Information shown:
########################################

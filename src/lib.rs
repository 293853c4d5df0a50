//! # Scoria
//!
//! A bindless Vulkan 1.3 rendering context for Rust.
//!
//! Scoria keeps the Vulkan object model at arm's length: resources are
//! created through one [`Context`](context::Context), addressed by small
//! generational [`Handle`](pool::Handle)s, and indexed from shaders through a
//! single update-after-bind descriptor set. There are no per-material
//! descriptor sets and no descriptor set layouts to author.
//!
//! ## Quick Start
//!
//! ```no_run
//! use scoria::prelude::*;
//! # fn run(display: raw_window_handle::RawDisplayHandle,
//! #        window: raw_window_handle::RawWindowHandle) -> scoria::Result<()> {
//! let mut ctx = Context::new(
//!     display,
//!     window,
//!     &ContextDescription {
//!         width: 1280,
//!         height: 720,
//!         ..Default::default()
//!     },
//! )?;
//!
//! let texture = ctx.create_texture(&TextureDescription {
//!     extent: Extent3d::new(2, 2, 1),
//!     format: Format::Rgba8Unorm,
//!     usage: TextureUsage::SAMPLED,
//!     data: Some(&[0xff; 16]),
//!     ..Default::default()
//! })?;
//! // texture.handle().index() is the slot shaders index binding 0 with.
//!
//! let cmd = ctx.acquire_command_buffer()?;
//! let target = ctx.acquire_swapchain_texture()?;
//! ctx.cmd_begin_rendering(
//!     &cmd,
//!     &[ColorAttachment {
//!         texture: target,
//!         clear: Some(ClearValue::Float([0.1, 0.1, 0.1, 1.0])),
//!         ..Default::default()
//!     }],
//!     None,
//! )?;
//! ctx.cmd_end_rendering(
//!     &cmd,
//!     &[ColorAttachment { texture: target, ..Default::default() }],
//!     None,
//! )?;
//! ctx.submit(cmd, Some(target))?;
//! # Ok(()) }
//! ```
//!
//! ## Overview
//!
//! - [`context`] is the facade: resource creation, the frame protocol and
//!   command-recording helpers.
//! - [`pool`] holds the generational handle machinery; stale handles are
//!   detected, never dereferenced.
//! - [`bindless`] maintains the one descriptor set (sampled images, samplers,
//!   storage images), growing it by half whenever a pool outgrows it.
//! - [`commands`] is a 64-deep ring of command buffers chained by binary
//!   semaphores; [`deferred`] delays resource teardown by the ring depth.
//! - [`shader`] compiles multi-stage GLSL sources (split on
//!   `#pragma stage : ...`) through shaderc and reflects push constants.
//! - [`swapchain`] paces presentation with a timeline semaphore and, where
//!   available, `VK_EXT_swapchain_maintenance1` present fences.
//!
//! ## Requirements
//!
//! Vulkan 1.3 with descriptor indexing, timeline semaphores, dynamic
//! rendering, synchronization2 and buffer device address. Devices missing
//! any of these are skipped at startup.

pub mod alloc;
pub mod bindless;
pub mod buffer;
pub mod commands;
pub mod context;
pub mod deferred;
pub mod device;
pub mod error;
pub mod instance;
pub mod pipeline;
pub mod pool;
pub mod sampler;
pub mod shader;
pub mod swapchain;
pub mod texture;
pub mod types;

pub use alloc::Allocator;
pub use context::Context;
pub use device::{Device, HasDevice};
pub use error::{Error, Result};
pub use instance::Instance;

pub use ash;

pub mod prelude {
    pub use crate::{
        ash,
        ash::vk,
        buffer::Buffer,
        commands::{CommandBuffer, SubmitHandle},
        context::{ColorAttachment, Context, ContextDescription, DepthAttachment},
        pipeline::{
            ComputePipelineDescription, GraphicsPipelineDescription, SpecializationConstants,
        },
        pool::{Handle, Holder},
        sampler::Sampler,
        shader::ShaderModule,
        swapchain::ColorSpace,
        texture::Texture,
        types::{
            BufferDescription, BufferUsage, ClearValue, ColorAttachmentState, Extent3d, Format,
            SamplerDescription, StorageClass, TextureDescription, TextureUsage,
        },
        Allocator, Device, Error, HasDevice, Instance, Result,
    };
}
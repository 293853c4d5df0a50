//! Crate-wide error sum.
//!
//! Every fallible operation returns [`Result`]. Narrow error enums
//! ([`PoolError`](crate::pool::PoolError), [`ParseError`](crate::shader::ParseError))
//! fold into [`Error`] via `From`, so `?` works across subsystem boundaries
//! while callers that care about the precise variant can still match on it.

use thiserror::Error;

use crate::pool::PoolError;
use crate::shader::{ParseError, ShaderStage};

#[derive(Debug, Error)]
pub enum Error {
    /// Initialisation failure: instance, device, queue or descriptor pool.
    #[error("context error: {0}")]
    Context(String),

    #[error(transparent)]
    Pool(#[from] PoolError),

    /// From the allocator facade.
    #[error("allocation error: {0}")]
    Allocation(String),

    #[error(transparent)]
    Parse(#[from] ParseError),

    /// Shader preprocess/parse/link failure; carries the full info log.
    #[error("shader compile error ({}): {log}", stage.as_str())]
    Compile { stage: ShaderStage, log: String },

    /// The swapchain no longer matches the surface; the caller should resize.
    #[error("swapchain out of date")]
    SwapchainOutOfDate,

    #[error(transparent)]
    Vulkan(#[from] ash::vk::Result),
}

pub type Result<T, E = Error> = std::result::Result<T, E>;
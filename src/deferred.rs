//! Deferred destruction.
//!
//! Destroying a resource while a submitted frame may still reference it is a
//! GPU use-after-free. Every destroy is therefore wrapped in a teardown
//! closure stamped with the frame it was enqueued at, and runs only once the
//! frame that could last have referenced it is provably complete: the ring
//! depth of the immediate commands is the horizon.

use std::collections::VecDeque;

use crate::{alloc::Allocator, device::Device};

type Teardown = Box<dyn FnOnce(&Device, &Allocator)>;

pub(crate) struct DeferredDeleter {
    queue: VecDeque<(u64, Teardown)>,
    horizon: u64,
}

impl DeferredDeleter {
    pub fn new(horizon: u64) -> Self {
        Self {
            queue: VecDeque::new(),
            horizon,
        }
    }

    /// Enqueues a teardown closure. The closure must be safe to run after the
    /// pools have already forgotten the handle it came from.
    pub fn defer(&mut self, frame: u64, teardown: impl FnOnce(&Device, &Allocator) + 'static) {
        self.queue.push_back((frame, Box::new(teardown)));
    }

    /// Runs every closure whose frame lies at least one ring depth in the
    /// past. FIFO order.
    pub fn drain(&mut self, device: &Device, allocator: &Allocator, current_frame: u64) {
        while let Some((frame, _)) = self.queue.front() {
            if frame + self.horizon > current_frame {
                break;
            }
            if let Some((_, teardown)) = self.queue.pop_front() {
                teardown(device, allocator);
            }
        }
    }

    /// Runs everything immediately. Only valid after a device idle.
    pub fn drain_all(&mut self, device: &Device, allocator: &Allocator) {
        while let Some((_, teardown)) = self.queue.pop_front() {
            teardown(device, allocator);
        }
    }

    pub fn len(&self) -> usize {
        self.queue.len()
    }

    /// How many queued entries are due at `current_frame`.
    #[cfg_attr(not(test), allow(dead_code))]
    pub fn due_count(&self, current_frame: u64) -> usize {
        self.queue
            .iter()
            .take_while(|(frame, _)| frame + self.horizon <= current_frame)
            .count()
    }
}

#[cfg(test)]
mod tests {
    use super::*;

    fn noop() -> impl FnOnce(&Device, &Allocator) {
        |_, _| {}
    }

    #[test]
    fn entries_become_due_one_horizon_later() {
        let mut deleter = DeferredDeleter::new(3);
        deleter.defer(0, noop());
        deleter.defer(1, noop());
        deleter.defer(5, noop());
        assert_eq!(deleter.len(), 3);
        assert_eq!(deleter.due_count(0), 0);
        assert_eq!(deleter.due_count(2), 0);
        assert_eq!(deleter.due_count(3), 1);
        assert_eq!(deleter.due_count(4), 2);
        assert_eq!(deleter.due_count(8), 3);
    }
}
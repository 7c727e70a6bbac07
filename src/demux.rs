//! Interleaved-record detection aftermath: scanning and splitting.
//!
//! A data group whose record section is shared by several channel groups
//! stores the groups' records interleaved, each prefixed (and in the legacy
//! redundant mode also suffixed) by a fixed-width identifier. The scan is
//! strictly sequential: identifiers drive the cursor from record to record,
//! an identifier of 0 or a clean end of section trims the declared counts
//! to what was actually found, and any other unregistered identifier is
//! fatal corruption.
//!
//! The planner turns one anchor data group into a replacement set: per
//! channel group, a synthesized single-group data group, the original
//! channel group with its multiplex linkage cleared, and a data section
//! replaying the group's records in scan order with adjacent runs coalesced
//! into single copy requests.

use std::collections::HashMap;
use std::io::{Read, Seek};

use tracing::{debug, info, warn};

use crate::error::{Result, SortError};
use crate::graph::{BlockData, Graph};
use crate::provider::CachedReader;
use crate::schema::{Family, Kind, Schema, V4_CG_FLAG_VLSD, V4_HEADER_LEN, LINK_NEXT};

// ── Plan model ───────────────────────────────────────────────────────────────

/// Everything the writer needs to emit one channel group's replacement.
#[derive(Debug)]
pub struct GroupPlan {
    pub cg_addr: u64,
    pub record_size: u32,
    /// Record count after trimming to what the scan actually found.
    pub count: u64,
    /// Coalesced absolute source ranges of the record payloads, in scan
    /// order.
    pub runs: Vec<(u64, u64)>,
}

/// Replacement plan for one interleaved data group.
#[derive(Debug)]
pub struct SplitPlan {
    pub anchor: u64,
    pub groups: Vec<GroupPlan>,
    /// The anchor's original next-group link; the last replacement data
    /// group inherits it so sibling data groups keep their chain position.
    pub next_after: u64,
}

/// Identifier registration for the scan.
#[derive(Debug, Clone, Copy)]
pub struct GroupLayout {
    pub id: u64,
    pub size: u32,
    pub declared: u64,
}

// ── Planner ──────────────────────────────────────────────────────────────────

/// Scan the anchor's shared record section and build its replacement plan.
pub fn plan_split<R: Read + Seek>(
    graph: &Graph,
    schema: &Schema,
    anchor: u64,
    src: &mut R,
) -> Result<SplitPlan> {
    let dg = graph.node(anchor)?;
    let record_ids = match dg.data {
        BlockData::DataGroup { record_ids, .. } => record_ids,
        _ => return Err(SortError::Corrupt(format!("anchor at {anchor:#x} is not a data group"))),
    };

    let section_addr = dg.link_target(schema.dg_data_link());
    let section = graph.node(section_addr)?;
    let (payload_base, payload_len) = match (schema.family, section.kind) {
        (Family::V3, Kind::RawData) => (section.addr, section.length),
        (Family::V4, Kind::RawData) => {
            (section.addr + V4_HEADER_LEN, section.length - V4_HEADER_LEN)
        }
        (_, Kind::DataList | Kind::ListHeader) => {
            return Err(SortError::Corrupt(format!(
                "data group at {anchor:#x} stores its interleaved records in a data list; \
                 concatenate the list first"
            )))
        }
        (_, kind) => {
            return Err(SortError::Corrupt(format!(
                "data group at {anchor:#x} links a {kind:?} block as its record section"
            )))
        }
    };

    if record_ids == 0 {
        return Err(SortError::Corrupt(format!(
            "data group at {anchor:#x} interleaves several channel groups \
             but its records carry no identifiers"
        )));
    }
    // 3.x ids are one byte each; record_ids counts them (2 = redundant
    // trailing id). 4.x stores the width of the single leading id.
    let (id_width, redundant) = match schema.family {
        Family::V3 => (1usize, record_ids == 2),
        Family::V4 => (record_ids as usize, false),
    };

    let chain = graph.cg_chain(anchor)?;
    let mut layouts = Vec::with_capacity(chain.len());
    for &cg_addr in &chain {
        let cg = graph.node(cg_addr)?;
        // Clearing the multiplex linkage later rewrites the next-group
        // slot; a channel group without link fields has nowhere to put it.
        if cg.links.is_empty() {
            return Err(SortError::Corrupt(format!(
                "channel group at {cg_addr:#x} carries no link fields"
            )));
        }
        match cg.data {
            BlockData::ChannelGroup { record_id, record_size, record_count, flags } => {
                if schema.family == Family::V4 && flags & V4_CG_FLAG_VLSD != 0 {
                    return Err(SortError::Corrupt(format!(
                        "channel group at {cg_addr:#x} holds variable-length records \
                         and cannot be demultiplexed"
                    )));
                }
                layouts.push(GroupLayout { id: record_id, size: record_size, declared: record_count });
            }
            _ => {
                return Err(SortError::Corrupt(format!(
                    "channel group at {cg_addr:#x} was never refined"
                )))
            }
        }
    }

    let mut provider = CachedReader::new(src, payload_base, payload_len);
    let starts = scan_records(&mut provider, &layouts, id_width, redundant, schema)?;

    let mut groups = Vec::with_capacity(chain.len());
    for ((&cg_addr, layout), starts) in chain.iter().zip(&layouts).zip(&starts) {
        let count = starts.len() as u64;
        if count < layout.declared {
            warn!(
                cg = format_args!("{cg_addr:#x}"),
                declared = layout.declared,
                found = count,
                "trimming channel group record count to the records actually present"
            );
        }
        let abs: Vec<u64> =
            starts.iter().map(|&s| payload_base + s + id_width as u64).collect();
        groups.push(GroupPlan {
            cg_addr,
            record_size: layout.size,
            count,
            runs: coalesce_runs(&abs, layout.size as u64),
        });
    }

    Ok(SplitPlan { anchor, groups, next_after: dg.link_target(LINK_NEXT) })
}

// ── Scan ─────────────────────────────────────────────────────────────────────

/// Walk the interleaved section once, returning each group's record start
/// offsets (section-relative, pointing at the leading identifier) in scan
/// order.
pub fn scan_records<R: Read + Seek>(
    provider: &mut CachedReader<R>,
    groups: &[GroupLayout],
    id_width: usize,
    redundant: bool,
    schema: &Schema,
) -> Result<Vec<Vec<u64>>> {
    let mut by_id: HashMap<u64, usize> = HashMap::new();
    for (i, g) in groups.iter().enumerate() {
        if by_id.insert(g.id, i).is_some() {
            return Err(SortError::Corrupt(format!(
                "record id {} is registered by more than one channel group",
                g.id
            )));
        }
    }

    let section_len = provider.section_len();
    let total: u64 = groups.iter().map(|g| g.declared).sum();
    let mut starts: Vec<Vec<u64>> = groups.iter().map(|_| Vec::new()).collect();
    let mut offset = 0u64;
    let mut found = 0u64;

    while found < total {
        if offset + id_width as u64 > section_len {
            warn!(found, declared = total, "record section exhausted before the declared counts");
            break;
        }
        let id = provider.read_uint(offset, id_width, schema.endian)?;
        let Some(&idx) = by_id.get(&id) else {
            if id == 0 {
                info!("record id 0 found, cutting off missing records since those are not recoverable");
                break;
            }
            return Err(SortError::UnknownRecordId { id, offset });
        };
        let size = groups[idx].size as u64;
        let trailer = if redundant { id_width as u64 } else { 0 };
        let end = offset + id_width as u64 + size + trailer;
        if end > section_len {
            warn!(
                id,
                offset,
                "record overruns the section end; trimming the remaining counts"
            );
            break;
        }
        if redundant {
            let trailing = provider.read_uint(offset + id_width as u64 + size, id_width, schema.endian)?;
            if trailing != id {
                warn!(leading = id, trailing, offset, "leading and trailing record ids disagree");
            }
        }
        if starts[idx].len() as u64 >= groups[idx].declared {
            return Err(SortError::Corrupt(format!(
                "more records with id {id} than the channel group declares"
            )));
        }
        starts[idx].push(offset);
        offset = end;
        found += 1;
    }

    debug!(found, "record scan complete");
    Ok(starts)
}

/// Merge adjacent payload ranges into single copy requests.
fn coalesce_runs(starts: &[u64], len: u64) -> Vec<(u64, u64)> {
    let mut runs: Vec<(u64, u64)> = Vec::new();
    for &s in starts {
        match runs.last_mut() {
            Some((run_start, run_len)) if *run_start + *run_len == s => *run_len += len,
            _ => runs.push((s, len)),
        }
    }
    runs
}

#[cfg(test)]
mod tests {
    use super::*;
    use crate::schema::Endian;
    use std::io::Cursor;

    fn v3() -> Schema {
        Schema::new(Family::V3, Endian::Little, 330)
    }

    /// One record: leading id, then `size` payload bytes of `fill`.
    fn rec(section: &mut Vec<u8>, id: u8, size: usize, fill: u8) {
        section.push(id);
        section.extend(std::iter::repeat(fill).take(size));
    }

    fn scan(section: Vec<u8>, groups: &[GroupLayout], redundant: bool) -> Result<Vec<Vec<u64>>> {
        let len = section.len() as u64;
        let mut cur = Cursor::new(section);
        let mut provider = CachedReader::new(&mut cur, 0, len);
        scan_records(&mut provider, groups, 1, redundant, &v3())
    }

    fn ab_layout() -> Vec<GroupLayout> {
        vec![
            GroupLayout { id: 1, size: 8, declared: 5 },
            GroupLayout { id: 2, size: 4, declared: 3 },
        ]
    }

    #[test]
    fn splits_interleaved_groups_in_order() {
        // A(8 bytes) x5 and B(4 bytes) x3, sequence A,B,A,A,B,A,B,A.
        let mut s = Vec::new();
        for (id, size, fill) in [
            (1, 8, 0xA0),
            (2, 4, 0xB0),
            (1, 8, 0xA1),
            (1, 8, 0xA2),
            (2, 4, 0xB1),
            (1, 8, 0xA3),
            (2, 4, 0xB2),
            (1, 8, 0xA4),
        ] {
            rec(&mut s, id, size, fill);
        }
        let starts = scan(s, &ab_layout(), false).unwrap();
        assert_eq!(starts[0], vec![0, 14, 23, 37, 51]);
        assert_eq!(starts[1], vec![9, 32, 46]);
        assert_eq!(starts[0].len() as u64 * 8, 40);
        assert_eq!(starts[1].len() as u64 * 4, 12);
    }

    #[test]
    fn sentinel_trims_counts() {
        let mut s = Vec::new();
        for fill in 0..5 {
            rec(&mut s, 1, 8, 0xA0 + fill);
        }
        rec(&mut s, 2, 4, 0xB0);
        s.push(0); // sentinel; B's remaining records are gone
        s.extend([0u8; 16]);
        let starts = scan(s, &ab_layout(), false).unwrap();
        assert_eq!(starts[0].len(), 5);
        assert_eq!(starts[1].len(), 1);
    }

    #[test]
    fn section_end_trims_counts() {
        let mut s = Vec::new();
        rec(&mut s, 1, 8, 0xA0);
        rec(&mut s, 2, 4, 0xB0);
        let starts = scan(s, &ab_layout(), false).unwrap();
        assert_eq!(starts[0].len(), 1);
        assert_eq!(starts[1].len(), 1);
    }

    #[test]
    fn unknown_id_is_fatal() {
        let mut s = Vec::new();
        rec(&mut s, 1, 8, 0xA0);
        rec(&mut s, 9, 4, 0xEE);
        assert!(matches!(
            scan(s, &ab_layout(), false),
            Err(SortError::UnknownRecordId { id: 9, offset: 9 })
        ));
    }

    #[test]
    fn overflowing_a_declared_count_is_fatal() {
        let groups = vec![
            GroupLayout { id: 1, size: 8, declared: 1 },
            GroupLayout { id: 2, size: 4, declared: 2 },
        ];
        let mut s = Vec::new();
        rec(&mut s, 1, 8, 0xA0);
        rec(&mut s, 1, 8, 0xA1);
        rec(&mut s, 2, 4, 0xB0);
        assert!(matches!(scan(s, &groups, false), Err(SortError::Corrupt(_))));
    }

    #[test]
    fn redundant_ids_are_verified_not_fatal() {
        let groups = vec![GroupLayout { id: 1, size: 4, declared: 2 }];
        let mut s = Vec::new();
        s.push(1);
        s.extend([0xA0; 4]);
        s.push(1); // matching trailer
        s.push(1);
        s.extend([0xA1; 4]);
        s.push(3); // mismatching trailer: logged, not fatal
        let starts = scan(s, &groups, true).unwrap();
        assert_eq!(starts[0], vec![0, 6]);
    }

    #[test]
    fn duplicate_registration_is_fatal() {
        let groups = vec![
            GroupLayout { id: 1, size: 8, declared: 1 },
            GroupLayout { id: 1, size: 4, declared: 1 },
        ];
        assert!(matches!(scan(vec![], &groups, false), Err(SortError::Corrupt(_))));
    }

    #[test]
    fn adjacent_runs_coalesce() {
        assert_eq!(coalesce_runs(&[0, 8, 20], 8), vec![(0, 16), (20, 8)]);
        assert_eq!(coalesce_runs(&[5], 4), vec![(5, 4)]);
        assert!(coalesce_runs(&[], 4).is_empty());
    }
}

########################################

The problem:
Which lines of the data include the word "matches"? Copy each one.

Solution to this problem:
    /// The swapchain no longer matches the surface; the caller should resize.
        assert!(matches!(
        assert!(matches!(scan(s, &groups, false), Err(SortError::Corrupt(_))));
        assert!(matches!(scan(vec![], &groups, false), Err(SortError::Corrupt(_))));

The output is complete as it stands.